Will we learn from our failings?

Spiritual awareness is indispensable as we try to maneuver through this challenging life. Even as Christians, we know we’ll fail at times and the Lord is ready to forgive (1 John 1:7).

We exhibit righteousness so as to minimize the sin in our lives (Romans 12:1-2). The Lord is forgiving and patient but he has limits (Ephesians 5:1-14). He knows the spiritual direction we are traveling and we must remain in the light.

The real issue is what we will do when we sin. Will we own our failings or will we run to denial and rationalization? Is our pride and reputation more important than our soul?
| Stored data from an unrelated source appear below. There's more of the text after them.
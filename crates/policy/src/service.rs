use std::time::{Duration, Instant};

use tracing::{info, warn};

use crate::config::ServiceConfig;
use crate::gateway::{self, GatewayReason};
use crate::model::{Context, Decision};
use crate::registry::{Policy, PolicyKind, PolicyRegistry};

/// A gateway-reviewed decision plus how long it took.
#[derive(Debug, Clone, PartialEq)]
pub struct DecisionOutcome {
    pub decision: Decision,
    pub latency_ms: u64,
    pub gateway_blocked: bool,
    pub advisories: Vec<GatewayReason>,
}

/// Resolves the configured policy once per request and reviews its output.
#[derive(Debug, Clone)]
pub struct DecisionService {
    registry: PolicyRegistry,
    policy_name: Option<String>,
}

impl DecisionService {
    pub fn new(registry: PolicyRegistry, policy_name: Option<String>) -> Self {
        Self {
            registry,
            policy_name,
        }
    }

    pub fn from_config(cfg: &ServiceConfig) -> Self {
        Self::new(PolicyRegistry::from_config(cfg), cfg.policy.clone())
    }

    pub fn policy_name(&self) -> Option<&str> {
        self.policy_name.as_deref()
    }

    pub fn active_policy(&self) -> &Policy {
        self.registry.lookup(self.policy_name())
    }

    /// Upper bound of the remote call, if the active policy makes one.
    pub fn generate_timeout(&self) -> Option<Duration> {
        match self.active_policy() {
            Policy::Generative(generative) => Some(generative.timeout()),
            Policy::Rule(_) | Policy::Unavailable => None,
        }
    }

    pub async fn decide(&self, ctx: &Context) -> DecisionOutcome {
        let started = Instant::now();
        let policy = self.active_policy();
        if policy.kind() == PolicyKind::Unavailable {
            warn!(policy = ?self.policy_name, "configured policy is not available");
        }

        let decision = policy.decide(ctx).await;
        let verdict = gateway::review(ctx, decision);
        let latency_ms = u64::try_from(started.elapsed().as_millis()).unwrap_or(u64::MAX);
        let advisories: Vec<&str> = verdict.reasons.iter().map(|r| r.as_str()).collect();

        info!(
            policy = policy.kind().as_str(),
            policy_version = %verdict.decision.policy_version,
            model_id = %verdict.decision.model_id,
            action = verdict.decision.action.action_type.as_str(),
            blocked = verdict.blocked,
            advisories = ?advisories,
            latency_ms,
            "decision made"
        );

        DecisionOutcome {
            decision: verdict.decision,
            latency_ms,
            gateway_blocked: verdict.blocked,
            advisories: verdict.reasons,
        }
    }
}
The Lord knows everything so we should be honest with him and ourselves (Psalm 139:7-12). He loves us but his principles and plans can’t be compromised by anyone (John 6:60-68).

When David was confronted with his sins, he owned them and repented (2 Samuel 12:1-15). His example is a model for all of us.

Hezekiah was quite the opposite. To his credit, after God gave him an extra fifteen years of life (2 Kings 20:1-6), he humbled himself (2 Chronicles 32:24-26). Nevertheless, he failed in spectacular fashion when indicted for sin (Isaiah 39:1-8). His legacy is appalling.

Nebuchadnezzar was a complex man who tried to execute godly men (Daniel 3:19-21). Yet, when God defeated his efforts, the king praised God (Daniel 3:26-30).

Later, Nebuchadnezzar was driven into the woods to live seven years as an animal as a result of his pride (Daniel 4:28-31). Afterwards, though, he “praised and honored” Jehovah (Daniel 4:34, NKJV).

In truth, we will probably do both to a degree in our Christian lives depending on what we have invested in the sin and our pride. We must humble ourselves (James 4:10), so we can always recognize our sin.

Heaven requires great courage to say no to self and yes to Jesus. But the sacrifice will always be worth it in the end.